- Born: Walid Mostafa Hasan 15 January 1972 Giza, Egypt
- Died: 3 May 2025 (aged 53)
- Education: Cairo University American University in Cairo
- Spouse: Carole Samaha ​(m. 2013)​
- Children: 2

= Walid Mostafa =

Egyptian businessman (1972–2025)

Walid Mostafa (وليد مصطفى; born Walid Mostafa Hasan; 15 January 1972 – 3 May 2025) was an Egyptian media businessman. He was the director of international NRJ EGYPT radio station (one of the first French stations to broadcast in Arabic). Mostafa also founded Youm7 newspaper in 2007, and Al-Nahar television channel in 2011. He worked in the field of visual, audible, and readable media, marketing and advertising. He was a member of the Egyptian Junior Business Association (EJB) and the International Advertising Association (IAA). He was also a member of the Egyptian Public Relation Association (EPRA) and the Journalist Association, as well as a member of the Syndicate of Pharmacists.

==Early life==
Walid Mostafa was born on 15 January 1972 in Giza, Egypt. He was homeschooled until the first year of high school, after which he studied abroad through a student exchange program between Egypt and the United States of America. He spent his last two years of high school at Benjamin High School in Florida. Mostafa graduated from the faculty of pharmacy at Cairo University and then was accredited a DPS (Diploma in Professional Studies) from the American University in Cairo.

==Career==
Mostafa served as marketing manager for the Arab Egyptian Studios Company Platouh from 1996 to 1998. He went on to serve as director of sales and marketing at the Promoters Company For Publicity and Advertising between 1998 and 2000. From 2000 to 2011 he served as managing director and contributing partner for High Class Media and Elite magazine.

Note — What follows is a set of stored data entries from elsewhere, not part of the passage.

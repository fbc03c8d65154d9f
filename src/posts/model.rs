use chrono::{DateTime, Utc};
use serde::{Deserialize, Serialize};

use crate::db::{PostRecord, UserId};
use crate::error::PostError;

pub const DELETED_PLACEHOLDER: &str = "[deleted]";

/// Lifecycle of a post. The only transition is `Active -> Deleted`.
#[derive(Debug, Clone, Copy, PartialEq, Eq, Serialize, Deserialize)]
pub enum PostStatus {
    Active,
    Deleted,
}

impl PostStatus {
    pub fn from_flag(is_deleted: bool) -> Self {
        if is_deleted {
            PostStatus::Deleted
        } else {
            PostStatus::Active
        }
    }

    pub fn is_deleted(self) -> bool {
        self == PostStatus::Deleted
    }

    /// Deleting is terminal; deleting a deleted post leaves it deleted.
    pub fn mark_deleted(self) -> Self {
        PostStatus::Deleted
    }

    pub fn ensure_editable(self) -> Result<(), PostError> {
        match self {
            PostStatus::Active => Ok(()),
            PostStatus::Deleted => Err(PostError::AlreadyDeleted),
        }
    }
}

#[derive(Debug, Clone, Serialize, Deserialize, PartialEq)]
pub struct AuthorView {
    pub id: UserId,
    pub username: String,
}

/// Public projection of a post. Deleted posts never expose content or author.
#[derive(Debug, Clone, Serialize, Deserialize)]
#[serde(rename_all = "camelCase")]
pub struct PostView {
    pub id: i64,
    pub content: String,
    pub created_at: DateTime<Utc>,
    pub user_id: Option<UserId>,
    pub user: Option<AuthorView>,
    pub is_deleted: bool,
    #[serde(default, skip_serializing_if = "Option::is_none")]
    pub parent_id: Option<i64>,
    #[serde(default, skip_serializing_if = "Option::is_none")]
    pub parent: Option<Box<PostView>>,
    #[serde(default, skip_serializing_if = "Option::is_none")]
    pub replies: Option<Vec<PostView>>,
    pub comments_count: i64,
}

impl PostView {
    /// The one masking rule used by every read path.
    pub fn from_record(record: PostRecord) -> Self {
        let status = record.status();
        let (content, user_id, user) = if status.is_deleted() {
            (DELETED_PLACEHOLDER.to_string(), None, None)
        } else {
            let author = AuthorView {
                id: record.user_id,
                username: record.username,
            };
            (record.content, Some(record.user_id), Some(author))
        };

        Self {
            id: record.id,
            content,
            created_at: record.created_at,
            user_id,
            user,
            is_deleted: status.is_deleted(),
            parent_id: record.parent_id,
            parent: None,
            replies: None,
            comments_count: record.comments_count,
        }
    }

    pub fn with_parent(mut self, parent: Option<PostView>) -> Self {
        self.parent = parent.map(Box::new);
        self
    }

    pub fn with_replies(mut self, replies: Vec<PostView>) -> Self {
        self.replies = Some(replies);
        self
    }
}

He was managing director and contributing partner in Nile PR Company from 2000 to 2011. He worked in production management and as a partner producing many television shows and drama series such as the T.V. series Adam in 2007 with Tamer Hosny.

Mostafa was the chairman of Sky Media Production, which owns NRJ EGYPT. Considered a new form of radio broadcasting in Egypt, NRJ Egypt targets a youth audience. It is the Arabic station of NRJ International. Launched officially in Egypt, it is just one station in the NRJ radio network which broadcasts in Europe and in twenty other countries around the world. Originating from the French NRJ station, NRJ Egypt presents Arabic, English, and French programs for its audience, as well as news and trends. In 2011, Mostafa founded Trenta Media Production, owner of the Al-Nahar television channels. He established the headquarters and the studios of Al-Nahar television network, and formed the board of directors and contributors. He was responsible for discussing the television show's proposed by the board of directors, as well as having a media plan to promote them. Al-Nahar general channel was awarded second place in Ramadan 2011 according to the results of Taylor Nelson Sofres (TNS) and 9th place according to IPSOS –YouTube Channel. As well, Al-Nahar drama channel, according to the results of IPSOS, had strong viewership. Al-Nahar channel exclusively covered many political, sports, and arts events. Mostafa also put in place a strategy and vision for the company's expansion. It now has five channels and is rated third according to the latest study by IPSOS in January 2014.

He was the chairman, managing director, and shareholder partner of the Egyptian company specialising in journalism, publishing, and advertising Al-Youm El-Sabea − Youm7 newspaper with Editor-in-Chief Khaled Salah from 2007 to 2013. Al-Youm El-Sabea became a media foundation including a website, the printed edition, and all other editions and media forms. Al-Youm El-Sabea became a foundation establishment with assets in other mass media production companies and television. The foundation guarantees the effectiveness of management, and the spread, distribution, and marketing of both the newspaper and the website. Al-Youm El-Sabea was awarded the Forbes award for two consecutive years as the most important Arab website. He also contributed to the expansion of computerized specializations of sub-editions of Al-Youm El-Sabea, as well as expanding the Internet services in general to more than just newsletters. He expanded newsletter services from Youm7 to smartphones (Vodafone – Orange (former Mobinil) – Etisalat Misr), as well as opening mutual collaboration between the Arab and international telecom companies through its computerized services in countries like Saudi Arabia, AUE. Youm7 became among the top three newspapers in the independent printed journalism market. It won the Forbes Middle East award for two consecutive years 2010–2011 as one of the major Arabic websites in the Arab world.

==Personal life and death==
Walid Mostafa Hasan was the only son of Mostafa Hasan, who was a primary consultant of the Presidency of the Republic National Councils. Walid Mostafa had two daughters: Amina by his first marriage; and Tala with his second wife, the Lebanese singer Carole Samaha whom he married in Cyprus in 2013.

Mostafa died on 3 May 2025, at the age of 53.